Mais que l’Eglise doive en quelque sorte mourir à elle même pour renaître à une vie nouvelle, cela pose la question de la conception que Légaut se fait de l’Eglise. Quelle est donc cette Eglise qui doit connaître une telle " mutation " pour continuer sa mission? Et quelle est sa mission? Quel est le rapport entre l’Eglise et Jésus? Quelle est la place du chrétien dans l’Eglise? Telles sont les questions auxquelles il nous faut répondre avant d’esquisser la figure que l’Eglise pourrait avoir grâce à une telle mutation.

IV. La mission et la nature de l’Eglise

IV.1. La mission de l’Eglise: " Faire un peuple de disciples ".

La mission de l’Eglise pour Légaut est avant tout spirituelle. Elle est le prolongement de la mission de Jésus: appeler à l’accomplissement spirituel, à la foi en Dieu à travers la foi en Jésus. Cette mission est essentielle pour l’Eglise, plus que toute autre mission sociale ou politique, qui peut certes en découler, mais qui ne relève pas de l’essence de l’Eglise:

" Là est bien la mission essentielle de l’Eglise, qu’elle est seule à avoir, que nul ne pourra jamais complètement l’empêcher d’exercer: appeler tout homme à devenir disciple comme firent jadis quelques Juifs, en l’aidant à comprendre, à travers ce qu’il est et ce qu’il vit, qui est ce Jésus dont la profondeur humaine et l’intime originalité sont le chemin privilégié vers Dieu ".

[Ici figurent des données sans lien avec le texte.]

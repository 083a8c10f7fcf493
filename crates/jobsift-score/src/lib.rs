//! Relevance scoring backends over OpenAI-compatible and Ollama chat APIs.
//!
//! One backend is selected per run by static priority (Groq, then a local
//! Ollama instance, then any OpenAI-compatible endpoint); there is no
//! per-posting fallback across backends. A posting whose scoring call fails
//! stays in the batch with a zero score and an explanatory rationale.

use std::time::Duration;

use async_trait::async_trait;
use jobsift_core::Posting;
use serde::{Deserialize, Serialize};
use thiserror::Error;
use tracing::{debug, error, info, warn};

pub const CRATE_NAME: &str = "jobsift-score";

pub const GROQ_OPENAI_BASE_URL: &str = "https://api.groq.com/openai/v1";

const SYSTEM_PROMPT: &str = "You are a job matching assistant. Respond only with JSON.";
const CHAT_TEMPERATURE: f64 = 0.3;
const DESCRIPTION_PROMPT_LIMIT: usize = 500;

#[derive(Debug, Error)]
pub enum ScoreError {
    #[error("configuration error: {0}")]
    Config(String),
    #[error("network error: {0}")]
    Network(String),
    #[error("api error: {0}")]
    Api(String),
    #[error("parse error: {0}")]
    Parse(String),
}

/// Scorer verdict for one posting. `score` is whatever the backend returned;
/// the reporting side tolerates out-of-range values rather than this crate
/// clamping them.
#[derive(Debug, Clone, PartialEq)]
pub struct Assessment {
    pub score: f64,
    pub rationale: String,
}

/// Search criteria rendered into the scoring prompt.
#[derive(Debug, Clone)]
pub struct CriteriaSpec {
    pub target_roles: Vec<String>,
    pub remote_only: bool,
    pub min_employees: u32,
    pub min_years_in_business: u32,
    pub prefer_public: bool,
}

/// Backend endpoints and credentials; populated from the environment by the
/// pipeline settings layer.
#[derive(Debug, Clone)]
pub struct ScorerConfig {
    pub groq_api_key: Option<String>,
    pub groq_model: String,
    pub ollama_base_url: String,
    pub ollama_model: String,
    pub openai_api_key: Option<String>,
    pub openai_base_url: String,
    pub openai_model: String,
    pub timeout: Duration,
}

impl Default for ScorerConfig {
    fn default() -> Self {
        Self {
            groq_api_key: None,
            groq_model: "llama-3.1-8b-instant".to_string(),
            ollama_base_url: "http://localhost:11434".to_string(),
            ollama_model: "llama2".to_string(),
            openai_api_key: None,
            openai_base_url: "https://api.openai.com/v1".to_string(),
            openai_model: "gpt-3.5-turbo".to_string(),
            timeout: Duration::from_secs(10),
        }
    }
}

#[async_trait]
pub trait RelevanceScorer: Send + Sync {
    fn backend_name(&self) -> &'static str;

    async fn assess(&self, posting: &Posting, criteria: &str) -> Result<Assessment, ScoreError>;
}

pub fn criteria_text(criteria: &CriteriaSpec) -> String {
    let remote = if criteria.remote_only {
        "Required"
    } else {
        "Preferred"
    };
    let company_type = if criteria.prefer_public {
        "Prefer public companies"
    } else {
        "Public or private"
    };
    format!(
        "Job Search Criteria:\n\
         - Target Roles: {}\n\
         - Remote Work: {}\n\
         - Company Size: Minimum {} employees\n\
         - Company Age: Minimum {} years in business\n\
         - Company Type: {}\n",
        criteria.target_roles.join(", "),
        remote,
        criteria.min_employees,
        criteria.min_years_in_business,
        company_type,
    )
}

fn build_prompt(posting: &Posting, criteria: &str) -> String {
    let description = posting
        .description
        .as_deref()
        .map(|d| d.chars().take(DESCRIPTION_PROMPT_LIMIT).collect::<String>())
        .unwrap_or_else(|| "N/A".to_string());
    format!(
        "Analyze this job posting and rate its relevance for the candidate.\n\n\
         User's Criteria:\n{criteria}\n\n\
         Job Details:\n\
         - Title: {}\n\
         - Company: {}\n\
         - Location: {}\n\
         - Remote: {}\n\
         - Description: {}\n\n\
         Provide a relevance score from 0.0 to 1.0 and a brief explanation.\n\
         Respond in JSON: {{\"score\": 0.0-1.0, \"analysis\": \"explanation\"}}\n",
        posting.title, posting.company, posting.location, posting.is_remote, description,
    )
}

fn default_analysis() -> String {
    "No analysis provided".to_string()
}

#[derive(Debug, Deserialize)]
struct RawAssessment {
    #[serde(default)]
    score: f64,
    #[serde(default = "default_analysis")]
    analysis: String,
}

fn parse_assessment(content: &str) -> Result<Assessment, ScoreError> {
    let raw: RawAssessment = serde_json::from_str(content)
        .map_err(|e| ScoreError::Parse(format!("malformed assessment json: {e}")))?;
    Ok(Assessment {
        score: raw.score,
        rationale: raw.analysis,
    })
}

fn build_http_client(timeout: Duration) -> Result<reqwest::Client, ScoreError> {
    reqwest::Client::builder()
        .timeout(timeout)
        .build()
        .map_err(|e| ScoreError::Config(format!("building http client: {e}")))
}

#[derive(Debug, Serialize)]
struct ChatMessage {
    role: &'static str,
    content: String,
}

#[derive(Debug, Serialize)]
struct ChatCompletionRequest {
    model: String,
    messages: Vec<ChatMessage>,
    response_format: ResponseFormat,
    temperature: f64,
}

#[derive(Debug, Serialize)]
struct ResponseFormat {
    #[serde(rename = "type")]
    kind: &'static str,
}

#[derive(Debug, Deserialize)]
struct ChatCompletionResponse {
    choices: Vec<ChatChoice>,
}

#[derive(Debug, Deserialize)]
struct ChatChoice {
    message: ChatChoiceMessage,
}

#[derive(Debug, Deserialize)]
struct ChatChoiceMessage {
    content: String,
}

/// Scorer over any `/chat/completions` endpoint with Bearer auth. Groq and
/// OpenAI proper differ only in base URL, key, and model.
#[derive(Debug)]
pub struct ChatCompletionScorer {
    client: reqwest::Client,
    backend: &'static str,
    api_key: String,
    base_url: String,
    model: String,
}

impl ChatCompletionScorer {
    pub fn new(
        backend: &'static str,
        api_key: impl Into<String>,
        base_url: impl Into<String>,
        model: impl Into<String>,
        timeout: Duration,
    ) -> Result<Self, ScoreError> {
        Ok(Self {
            client: build_http_client(timeout)?,
            backend,
            api_key: api_key.into(),
            base_url: base_url.into(),
            model: model.into(),
        })
    }

    pub fn groq(config: &ScorerConfig) -> Result<Self, ScoreError> {
        let api_key = config
            .groq_api_key
            .as_deref()
            .ok_or_else(|| ScoreError::Config("GROQ_API_KEY not set".into()))?;
        Self::new(
            "groq",
            api_key,
            GROQ_OPENAI_BASE_URL,
            config.groq_model.clone(),
            config.timeout,
        )
    }

    pub fn openai(config: &ScorerConfig) -> Result<Self, ScoreError> {
        let api_key = config
            .openai_api_key
            .as_deref()
            .ok_or_else(|| ScoreError::Config("OPENAI_API_KEY not set".into()))?;
        Self::new(
            "openai",
            api_key,
            config.openai_base_url.clone(),
            config.openai_model.clone(),
            config.timeout,
        )
    }
}

#[async_trait]
impl RelevanceScorer for ChatCompletionScorer {
    fn backend_name(&self) -> &'static str {
        self.backend
    }

    async fn assess(&self, posting: &Posting, criteria: &str) -> Result<Assessment, ScoreError> {
        let request = ChatCompletionRequest {
            model: self.model.clone(),
            messages: vec![
                ChatMessage {
                    role: "system",
                    content: SYSTEM_PROMPT.to_string(),
                },
                ChatMessage {
                    role: "user",
                    content: build_prompt(posting, criteria),
                },
            ],
            response_format: ResponseFormat { kind: "json_object" },
            temperature: CHAT_TEMPERATURE,
        };

        let response = self
            .client
            .post(format!("{}/chat/completions", self.base_url))
            .header("Authorization", format!("Bearer {}", self.api_key))
            .header("Content-Type", "application/json")
            .json(&request)
            .send()
            .await
            .map_err(|e| {
                warn!(backend = self.backend, error = %e, "chat completion request failed");
                ScoreError::Network(e.to_string())
            })?;

        let status = response.status();
        if !status.is_success() {
            let error_text = response.text().await.unwrap_or_default();
            warn!(backend = self.backend, status = %status, error = %error_text, "chat completion api error");
            return Err(ScoreError::Api(format!(
                "{} api error: {}",
                self.backend, error_text
            )));
        }

        let parsed: ChatCompletionResponse = response
            .json()
            .await
            .map_err(|e| ScoreError::Parse(e.to_string()))?;
        let content = parsed
            .choices
            .into_iter()
            .next()
            .map(|c| c.message.content)
            .ok_or_else(|| ScoreError::Api(format!("no choices from {}", self.backend)))?;

        debug!(backend = self.backend, model = %self.model, url = %posting.url, "scored posting");
        parse_assessment(&content)
    }
}

#[derive(Debug, Serialize)]
struct GenerateRequest {
    model: String,
    prompt: String,
    format: &'static str,
    stream: bool,
}

#[derive(Debug, Deserialize)]
struct GenerateResponse {
    response: String,
}

/// Scorer against a local Ollama server (`/api/generate` with JSON output).
pub struct OllamaScorer {
    client: reqwest::Client,
    base_url: String,
    model: String,
}

impl OllamaScorer {
    /// Probes `GET {base}/api/tags` so that an absent server fails
    /// initialization here and backend selection moves on.
    pub async fn connect(config: &ScorerConfig) -> Result<Self, ScoreError> {
        let client = build_http_client(config.timeout)?;
        let probe_url = format!("{}/api/tags", config.ollama_base_url);
        let response = client
            .get(&probe_url)
            .send()
            .await
            .map_err(|e| ScoreError::Network(format!("ollama unreachable at {probe_url}: {e}")))?;
        if !response.status().is_success() {
            return Err(ScoreError::Api(format!(
                "ollama probe {} returned status {}",
                probe_url,
                response.status()
            )));
        }
        Ok(Self {
            client,
            base_url: config.ollama_base_url.clone(),
            model: config.ollama_model.clone(),
        })
    }
}

#[async_trait]
impl RelevanceScorer for OllamaScorer {
    fn backend_name(&self) -> &'static str {
        "ollama"
    }

    async fn assess(&self, posting: &Posting, criteria: &str) -> Result<Assessment, ScoreError> {
        let request = GenerateRequest {
            model: self.model.clone(),
            prompt: build_prompt(posting, criteria),
            format: "json",
            stream: false,
        };

        let response = self
            .client
            .post(format!("{}/api/generate", self.base_url))
            .json(&request)
            .send()
            .await
            .map_err(|e| {
                warn!(error = %e, "ollama request failed");
                ScoreError::Network(e.to_string())
            })?;

        let status = response.status();
        if !status.is_success() {
            let error_text = response.text().await.unwrap_or_default();
            warn!(status = %status, error = %error_text, "ollama api error");
            return Err(ScoreError::Api(format!("ollama api error: {error_text}")));
        }

        let parsed: GenerateResponse = response
            .json()
            .await
            .map_err(|e| ScoreError::Parse(e.to_string()))?;

        debug!(model = %self.model, url = %posting.url, "scored posting");
        parse_assessment(&parsed.response)
    }
}

/// First backend that initializes wins for the whole run. `None` means the
/// run proceeds unscored.
pub async fn select_scorer(config: &ScorerConfig) -> Option<Box<dyn RelevanceScorer>> {
    if config.groq_api_key.is_some() {
        match ChatCompletionScorer::groq(config) {
            Ok(scorer) => {
                info!(model = %config.groq_model, "using groq scorer");
                return Some(Box::new(scorer));
            }
            Err(err) => warn!(error = %err, "could not initialize groq scorer"),
        }
    }

    match OllamaScorer::connect(config).await {
        Ok(scorer) => {
            info!(model = %config.ollama_model, "using ollama scorer");
            return Some(Box::new(scorer));
        }
        Err(err) => warn!(error = %err, "could not initialize ollama scorer"),
    }

    if config.openai_api_key.is_some() {
        match ChatCompletionScorer::openai(config) {
            Ok(scorer) => {
                info!(model = %config.openai_model, "using openai scorer");
                return Some(Box::new(scorer));
            }
            Err(err) => warn!(error = %err, "could not initialize openai scorer"),
        }
    }

    error!("no relevance scorer available; configure Groq, Ollama, or OpenAI");
    None
}

/// Sequential scoring of a batch. Failures never remove a posting: the
/// posting keeps a 0.0 score and a rationale naming the cause. Returns one
/// message per failed attempt for the caller's run audit.
pub async fn score_batch(
    scorer: &dyn RelevanceScorer,
    postings: &mut [Posting],
    criteria: &str,
) -> Vec<String> {
    let mut failures = Vec::new();
    for posting in postings.iter_mut() {
        match scorer.assess(posting, criteria).await {
            Ok(assessment) => {
                posting.relevance_score = Some(assessment.score);
                posting.relevance_rationale = Some(assessment.rationale);
            }
            Err(err) => {
                error!(url = %posting.url, error = %err, "scoring failed");
                failures.push(format!("Error scoring {}: {err}", posting.url));
                posting.relevance_score = Some(0.0);
                posting.relevance_rationale = Some(format!("analysis failed: {err}"));
            }
        }
    }
    failures
}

Cette mission est bien celle de la religion d’appel, qui est l’essence du christianisme. Cette mission, au fur et à mesure de l’approfondissement des croyants sera plus individuelle et moins collective, chacun devant entendre un appel conforme à ce qu’il peut devenir. C’est un appel à l’intériorité, qui doit être adressé à tout homme aujourd’hui, car les hommes sont plus capables qu’autrefois d’y répondre. Malheureusement, une des causes de la crise de l’Eglise est justement que les autorités de l’Eglise n’ont pas pris toute la dimension de cette mission, et se sont contentés d’enseigner et de discipliner par la doctrine et par la loi, ce qui est le domaine propre d’une institution, relevant de la religion d’autorité, mais ce qui pour une Eglise se réclamant de Jésus est foncièrement insuffisant. Cette insuffisance de l’Eglise relève d’un manque de confiance dans les capacités spirituelles de l’homme. On a reproché à Légaut de surestimer les possibilités spirituelles du peuple chrétien ou de promouvoir un élitisme spirituel. Mais il s’en défend:

" L’aristocratisme spirituel et clérical consiste au contraire à penser qu’une vie spirituelle personnelle n’est à la portée que d’un nombre réduit de chrétiens et qu’il suffit de se contenter pour les autres d’un cadre religieux où ils pourront croire sans activités individuelles autres qu’une docilité et qu’une soumission passives.

Les exigences de la vie spirituelle ne sont pas la conséquence d’une théorie. La vie spirituelle est exigeante par elle-même. Elle l’est pour tous, mais en s’adaptant aux possibilités de chacun ".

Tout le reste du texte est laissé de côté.